以下の通り指定し、[保存] をクリックします。
- [メカニズム] で [X.509] が選択されてることを確認
- [プライマリ証明書の.pem ファイルまたは.cer ファイル] で先ほど作成した証明書を指定
<work_dir>/certs/iot-edge-device-identity-<name>.cert.pem
- [IoT Hub のデバイス ID] に、必要に応じてデバイスIDを指定
- [IoT Edge デバイス] で [True] を選択
- [デバイス ツインの初期状態] に、必要に応じてタグ値を追加
- [エントリの有効化] で [有効] に設定されていることを確認
保存が完了したら、DPSの [概要] の画面に戻って、[スコープID] の値を控えておきます。
6) 自動プロビジョニングの実行
SSHにてIoT Edgeデバイスにログインし、構成ファイルを開きます。
sudo vi /etc/iotedge/config.yaml
手動プロビジョニングに関する行をコメントアウトします。
# Manual provisioning configuration
# provisioning:
# source: "manual"
# device_connection_string: "<ADD DEVICE CONNECTION STRING HERE>"

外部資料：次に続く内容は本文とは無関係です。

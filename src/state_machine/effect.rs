//! Effects produced by state transitions

use crate::catalog::{Category, ValidationError};
use crate::db::{CandidateQuery, Item, ItemId, NewItem, ProposalId, ProposalStatus, UserId};
use crate::market::{BrowseFilters, ProposeRequest};
use serde::{Deserialize, Serialize};

use super::state::ItemDraft;

/// Semantic message for a user; rendering belongs to the transport
#[derive(Debug, Clone, PartialEq, Serialize, Deserialize)]
#[serde(tag = "type", rename_all = "snake_case")]
pub enum Outbound {
    MainMenu,
    Cancelled,
    /// A repository call is still in flight
    StillWorking,
    InvalidInput {
        error: ValidationError,
    },

    // Create-Item prompts
    ChooseCategory {
        categories: Vec<Category>,
    },
    EnterTitle {
        max_len: usize,
        current: Option<String>,
    },
    EnterDescription {
        max_len: usize,
        current: Option<String>,
    },
    EnterPrice {
        current: Option<u64>,
    },
    SendPhoto,
    ShareLocation,
    ConfirmItem {
        draft: ItemDraft,
    },
    ItemCreated {
        item_id: ItemId,
    },

    // Browse
    ChooseBrowseCategory {
        categories: Vec<Category>,
        filters: BrowseFilters,
    },
    FiltersUpdated {
        filters: BrowseFilters,
    },
    ShowItem {
        item: Item,
    },
    NoMoreItems,
    ChooseOwnItem {
        liked_item_id: ItemId,
        options: Vec<Item>,
    },
    NoEligibleItems {
        category: Category,
    },
    ProposalSent {
        proposal_id: ProposalId,
    },
    AlreadyProposed,
    FavoriteAdded,
    AlreadyFavorite,

    // Failures
    NotFound {
        message: String,
    },
    Failure {
        message: String,
    },

    // Notifications to other users
    SwapProposed {
        proposal_id: ProposalId,
        liked_item_id: ItemId,
        proposer_item_id: ItemId,
        proposer_id: UserId,
    },
    ProposalStatusChanged {
        proposal_id: ProposalId,
        status: ProposalStatus,
    },
}

/// Effects to be executed after a state transition
#[derive(Debug, Clone, PartialEq)]
pub enum Effect {
    /// Reply to the user who sent the event
    Reply(Outbound),

    /// Best-effort message to another user
    Notify { user_id: UserId, message: Outbound },

    FetchCandidate(CandidateQuery),

    RecordView { item_id: ItemId },

    /// Load the user's active items in one category
    LoadOwnItems { category: Category },

    CreateItem(NewItem),

    SubmitProposal(ProposeRequest),

    AddFavorite { item_id: ItemId },
}

impl Effect {
    pub fn reply(message: Outbound) -> Self {
        Effect::Reply(message)
    }

    pub fn invalid(error: ValidationError) -> Self {
        Effect::Reply(Outbound::InvalidInput { error })
    }
}
/// Pure transition function
///
/// User input never fails: anything the current step cannot use re-issues
/// its prompt. Only stray effect outcomes are errors.
pub fn transition(
    state: &FlowState,
    context: &SessionContext,
    event: Event,
) -> Result<TransitionResult, TransitionError> {
    match (state, event) {
        // ============================================================
        // Navigation available from anywhere
        // ============================================================
        (_, Event::Input(UserInput::MainMenu)) | (FlowState::Idle, Event::Input(UserInput::Cancel)) => {
            Ok(TransitionResult::idle(Outbound::MainMenu))
        }

        (_, Event::Input(UserInput::Cancel)) => Ok(TransitionResult::idle(Outbound::Cancelled)),

        // Starting a flow abandons whatever flow was active
        (_, Event::Input(UserInput::StartCreateItem)) => Ok(creating(
            CreateStep::ChoosingCategory,
            ItemDraft::default(),
            context,
        )),

        (_, Event::Input(UserInput::StartBrowse)) => {
            Ok(browsing(BrowseStep::ChoosingCategory, BrowseSession::default()))
        }

        (state, Event::Input(_)) if state.is_busy() => Ok(TransitionResult::new(state.clone())
            .with_effect(Effect::reply(Outbound::StillWorking))),

        (FlowState::Idle, Event::Input(_)) => Ok(TransitionResult::idle(Outbound::MainMenu)),

        // ============================================================
        // Create-Item flow
        // ============================================================
        (FlowState::CreatingItem { step, draft }, Event::Input(input)) => {
            Ok(create_input(*step, draft.clone(), context, input))
        }

        (
            FlowState::CreatingItem {
                step: CreateStep::Submitting,
                ..
            },
            Event::ItemCreated { item_id },
        ) => {
            Ok(TransitionResult::idle(Outbound::ItemCreated { item_id }))
        }

        // ============================================================
        // Browse flow
        // ============================================================
        (FlowState::Browsing { step, session }, Event::Input(input)) => {
            Ok(browse_input(step, session.clone(), context, input))
        }

        (
            FlowState::Browsing {
                step: BrowseStep::FetchingCandidate,
                session,
            },
            Event::CandidateFetched { item },
        ) => Ok(on_candidate(session.clone(), context, item)),

        (
            FlowState::Browsing {
                step: BrowseStep::LoadingOwnItems,
                session,
            },
            Event::OwnItemsLoaded { items },
        ) => Ok(on_own_items(session.clone(), context, items)),

        (
            FlowState::Browsing {
                step: BrowseStep::SubmittingProposal { offered },
                session,
            },
            Event::ProposalSubmitted { outcome },
        ) => Ok(on_proposal(session.clone(), context, *offered, outcome)),

        (
            FlowState::Browsing {
                step: BrowseStep::ShowingAds,
                ..
            },
            Event::FavoriteAdded { newly },
        ) => {
            let reply = if newly {
                Outbound::FavoriteAdded
            } else {
                Outbound::AlreadyFavorite
            };
            Ok(TransitionResult::new(state.clone()).with_effect(Effect::reply(reply)))
        }

        // ============================================================
        // Failures clear the session
        // ============================================================
        (state, Event::OperationFailed { kind, message }) if !state.is_idle() => {
            let reply = match kind {
                ErrorKind::NotFound => Outbound::NotFound { message },
                _ => Outbound::Failure { message },
            };
            Ok(TransitionResult::idle(reply))
        }

        (state, event) => Err(TransitionError::UnexpectedOutcome {
            state: describe_state(state),
            event: describe_event(&event),
        }),
    }
}

// ============================================================
// Create-Item helpers
// ============================================================

fn create_input(
    step: CreateStep,
    mut draft: ItemDraft,
    context: &SessionContext,
    input: UserInput,
) -> TransitionResult {
    let limits = &context.limits;
    match (step, input) {
        (_, UserInput::Back) => create_back(step, draft, context),

        (CreateStep::ChoosingCategory, UserInput::Category { category }) => {
            choose_category(draft, category, context)
        }
        (CreateStep::ChoosingCategory, UserInput::Text { text }) => match text.parse::<Category>() {
            Ok(category) => choose_category(draft, category, context),
            Err(_) => reject_create(step, draft, context, ValidationError::UnknownCategory),
        },

        (CreateStep::EnteringTitle, UserInput::Text { text }) => {
            match catalog::validate_text(&text, limits.max_title_len) {
                Ok(title) => {
                    draft.title = Some(title);
                    creating(CreateStep::EnteringDescription, draft, context)
                }
                Err(e) => reject_create(step, draft, context, e),
            }
        }

        (CreateStep::EnteringDescription, UserInput::Text { text }) => {
            match catalog::validate_text(&text, limits.max_description_len) {
                Ok(description) => {
                    draft.description = Some(description);
                    let next = if draft.category.is_some_and(Category::requires_price) {
                        CreateStep::EnteringPrice
                    } else {
                        CreateStep::AwaitingPhoto
                    };
                    creating(next, draft, context)
                }
                Err(e) => reject_create(step, draft, context, e),
            }
        }

        (CreateStep::EnteringPrice, UserInput::Text { text }) => match catalog::parse_price(&text) {
            Ok(price) => {
                draft.price = price;
                creating(CreateStep::AwaitingPhoto, draft, context)
            }
            Err(e) => reject_create(step, draft, context, e),
        },
        (CreateStep::EnteringPrice, UserInput::Skip) => {
            draft.price = None;
            creating(CreateStep::AwaitingPhoto, draft, context)
        }

        (CreateStep::AwaitingPhoto, UserInput::Photo { reference }) => {
            let reference = reference.trim();
            if reference.is_empty() {
                return reject_create(step, draft, context, ValidationError::Empty);
            }
            draft.photo = Some(reference.to_string());
            after_photo(draft, context)
        }
        (CreateStep::AwaitingPhoto, UserInput::Skip) => {
            draft.photo = None;
            after_photo(draft, context)
        }

        (CreateStep::AwaitingLocation, UserInput::Location { lat, lon }) => {
            match GeoPoint::new(lat, lon) {
                Some(point) => {
                    draft.location = Some(point);
                    draft.location_label = Some(point.label());
                    creating(CreateStep::Confirming, draft, context)
                }
                None => reject_create(step, draft, context, ValidationError::InvalidCoordinates),
            }
        }
        // A typed place name is kept as a label without coordinates
        (CreateStep::AwaitingLocation, UserInput::Text { text }) => {
            match catalog::validate_text(&text, catalog::MAX_NAME_LEN) {
                Ok(label) => {
                    draft.location = None;
                    draft.location_label = Some(label);
                    creating(CreateStep::Confirming, draft, context)
                }
                Err(e) => reject_create(step, draft, context, e),
            }
        }
        (CreateStep::AwaitingLocation, UserInput::Skip) => {
            draft.location = None;
            draft.location_label = None;
            creating(CreateStep::Confirming, draft, context)
        }

        (CreateStep::Confirming, UserInput::Confirm { yes: true }) => {
            match draft.to_new_item(context.user_id) {
                Some(item) => TransitionResult::new(FlowState::CreatingItem {
                    step: CreateStep::Submitting,
                    draft,
                })
                .with_effect(Effect::CreateItem(item)),
                None => TransitionResult::idle(Outbound::Failure {
                    message: "Item details are incomplete".to_string(),
                }),
            }
        }
        (CreateStep::Confirming, UserInput::Confirm { yes: false }) => {
            TransitionResult::idle(Outbound::Cancelled)
        }

        (step, _) => reject_create(step, draft, context, ValidationError::UnexpectedInput),
    }
}

fn choose_category(mut draft: ItemDraft, category: Category, context: &SessionContext) -> TransitionResult {
    draft.category = Some(category);
    if !category.requires_price() {
        draft.price = None;
    }
    creating(CreateStep::EnteringTitle, draft, context)
}

/// Saved profile location skips the location step
fn after_photo(mut draft: ItemDraft, context: &SessionContext) -> TransitionResult {
    if let Some(point) = context.saved_location {
        draft.location = Some(point);
        draft.location_label = context.saved_location_label.clone();
        draft.asked_location = false;
        creating(CreateStep::Confirming, draft, context)
    } else {
        draft.asked_location = true;
        creating(CreateStep::AwaitingLocation, draft, context)
    }
}

fn create_back(step: CreateStep, draft: ItemDraft, context: &SessionContext) -> TransitionResult {
    let previous = match step {
        CreateStep::ChoosingCategory => return TransitionResult::idle(Outbound::MainMenu),
        CreateStep::EnteringTitle => CreateStep::ChoosingCategory,
        CreateStep::EnteringDescription => CreateStep::EnteringTitle,
        CreateStep::EnteringPrice => CreateStep::EnteringDescription,
        CreateStep::AwaitingPhoto => {
            if draft.category.is_some_and(Category::requires_price) {
                CreateStep::EnteringPrice
            } else {
                CreateStep::EnteringDescription
            }
        }
        CreateStep::AwaitingLocation => CreateStep::AwaitingPhoto,
        CreateStep::Confirming => {
            if draft.asked_location {
                CreateStep::AwaitingLocation
            } else {
                CreateStep::AwaitingPhoto
            }
        }
        CreateStep::Submitting => CreateStep::Submitting,
    };
    creating(previous, draft, context)
}
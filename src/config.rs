//! Runtime configuration read from the environment

use crate::catalog::{DEFAULT_MAX_DESCRIPTION_LEN, DEFAULT_MAX_TITLE_LEN};
use std::time::Duration;

pub const DEFAULT_PORT: u16 = 8000;
pub const DEFAULT_SEARCH_RADIUS_KM: f64 = 10.0;

/// Limits applied by the guided flows
#[derive(Debug, Clone, Copy, PartialEq)]
pub struct FlowLimits {
    pub max_title_len: usize,
    pub max_description_len: usize,
    /// Search radius used when the viewer has not chosen one
    pub default_radius_km: f64,
}

impl Default for FlowLimits {
    fn default() -> Self {
        Self {
            max_title_len: DEFAULT_MAX_TITLE_LEN,
            max_description_len: DEFAULT_MAX_DESCRIPTION_LEN,
            default_radius_km: DEFAULT_SEARCH_RADIUS_KM,
        }
    }
}

/// Process configuration
#[derive(Debug, Clone)]
pub struct MarketConfig {
    pub db_path: String,
    pub port: u16,
    pub limits: FlowLimits,
    /// Idle sessions older than this are dropped; `None` keeps them forever
    pub session_ttl: Option<Duration>,
}

impl MarketConfig {
    pub fn from_env() -> Self {
        let db_path = std::env::var("SWAP_DB_PATH").unwrap_or_else(|_| {
            let home = std::env::var("HOME").unwrap_or_else(|_| "/tmp".to_string());
            format!("{home}/.swap-market/market.db")
        });

        let defaults = FlowLimits::default();
        let limits = FlowLimits {
            max_title_len: env_parse("SWAP_MAX_TITLE_LEN").unwrap_or(defaults.max_title_len),
            max_description_len: env_parse("SWAP_MAX_DESCRIPTION_LEN")
                .unwrap_or(defaults.max_description_len),
            default_radius_km: env_parse::<f64>("SWAP_SEARCH_RADIUS_KM")
                .filter(|r| *r > 0.0)
                .unwrap_or(defaults.default_radius_km),
        };

        Self {
            db_path,
            port: env_parse("SWAP_PORT").unwrap_or(DEFAULT_PORT),
            limits,
            session_ttl: env_parse::<u64>("SWAP_SESSION_TTL_SECS")
                .filter(|secs| *secs > 0)
                .map(Duration::from_secs),
        }
    }
}

fn env_parse<T: std::str::FromStr>(name: &str) -> Option<T> {
    std::env::var(name).ok().and_then(|v| v.trim().parse().ok())
}
//! Runtime for executing guided flows
//!
//! Holds the seams to storage, sessions, and notification delivery, plus
//! the engine that drives the pure state machine through them.

mod executor;
pub mod sessions;
pub mod traits;

#[cfg(test)]
pub mod testing;

pub use executor::{ConversationEngine, StepOutcome};
pub use sessions::InMemorySessionStore;
pub use traits::*;

use crate::db::UserId;
use crate::state_machine::Outbound;
use async_trait::async_trait;
use chrono::{DateTime, Utc};
use serde::Serialize;
use std::collections::HashMap;
use std::sync::Arc;
use tokio::sync::{broadcast, RwLock};

/// Type alias for the production engine with concrete implementations
pub type ProductionEngine =
    ConversationEngine<DatabaseRepository, Arc<InMemorySessionStore>, Arc<NotificationHub>>;

const CHANNEL_CAPACITY: usize = 64;

/// Message pushed to a user outside of their own requests
#[derive(Debug, Clone, Serialize)]
pub struct Notification {
    pub user_id: UserId,
    pub message: Outbound,
    pub sent_at: DateTime<Utc>,
}

/// Per-user broadcast channels feeding the notification streams
#[derive(Default)]
pub struct NotificationHub {
    channels: RwLock<HashMap<UserId, broadcast::Sender<Notification>>>,
}

impl NotificationHub {
    pub fn new() -> Self {
        Self::default()
    }

    /// Subscribe to notifications for `user_id`, creating the channel on
    /// first use
    pub async fn subscribe(&self, user_id: UserId) -> broadcast::Receiver<Notification> {
        if let Some(tx) = self.channels.read().await.get(&user_id) {
            return tx.subscribe();
        }
        let mut channels = self.channels.write().await;
        channels
            .entry(user_id)
            .or_insert_with(|| broadcast::channel(CHANNEL_CAPACITY).0)
            .subscribe()
    }

    /// Forget the channel once its last subscriber has gone away
    async fn release(&self, user_id: UserId) {
        let mut channels = self.channels.write().await;
        if channels.get(&user_id).is_some_and(|tx| tx.receiver_count() == 0) {
            channels.remove(&user_id);
        }
    }
}

#[async_trait]
impl Notifier for NotificationHub {
    async fn deliver(&self, user_id: UserId, message: &Outbound) -> Result<(), DeliveryError> {
        let tx = self
            .channels
            .read()
            .await
            .get(&user_id)
            .cloned()
            .ok_or(DeliveryError::NoSubscriber(user_id))?;
        let notification = Notification {
            user_id,
            message: message.clone(),
            sent_at: Utc::now(),
        };
        match tx.send(notification) {
            Ok(receivers) => {
                tracing::debug!(user_id, receivers, "Notification delivered");
                Ok(())
            }
            Err(_) => {
                self.release(user_id).await;
                Err(DeliveryError::NoSubscriber(user_id))
            }
        }
    }
}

X.509による自動プロビジョニングに関する行のコメントアウトを解除し、以下項目にそれぞれ適切な値を指定します。
- scope_id: 先の手順で確認したDPSのスコープIDを指定
- registration_id:(オプション)登録IDを指定
- identity_cert: デバイスID証明書のファイルパスを指定(
file://<path>
形式にて指定) - identity_pk: デバイスID秘密鍵のファイルパスを指定(
file://<path>
形式にて指定)
例)
# DPS X.509 provisioning configuration
provisioning:
source: "dps"
global_endpoint: "https://global.azure-devices-provisioning.net"
scope_id: "0ne000C3E88"
attestation:
method: "x509"
registration_id: "iotedgedev001"
identity_cert: "file:///home/testuser001/work/certs/iot-edge-device-identity-iotedgedev001.cert.pem"
identity_pk: "file:///home/testuser001/work/private/iot-edge-device-identity-iotedgedev001.key.pem"
以下コマンドにてIoT Edgeランタイムを再起動します。
sudo systemctl restart iotedge
systemctl status iotedge
コマンドにてステータスが active (running) になっていることを確認します。
estuser001@IoTEdgeVM001:~$ systemctl status iotedge
● iotedge.service - Azure IoT Edge daemon
Loaded: loaded (/lib/systemd/system/iotedge.service; enabled; vendor preset: enabled)
Active: active (running) since Tue 2020-02-18 13:54:34 UTC; 5min ago
Docs: man:iotedged(8)
Main PID: 27344 (iotedged)
Tasks: 8
Memory: 3.3M
CPU: 1.629s
CGroup: /system.slice/iotedge.service
mq27344 /usr/bin/iotedged -c /etc/iotedge/config.yaml
ログの確認方法
journalctl -u iotedge --no-pager --no-full
稼働中のモジュールの確認方法
iotedge list
Azure portalで、IoT Hubのインスタンスに移動し、[デバイスの自動管理] > [IoT Edge] を開き、該当のIoT EdgeデバイスがDPSによって自動プロビジョニングされていることを確認します。
これで、IoT EdgeデバイスとIoT Hubの通信が行えるようになりました。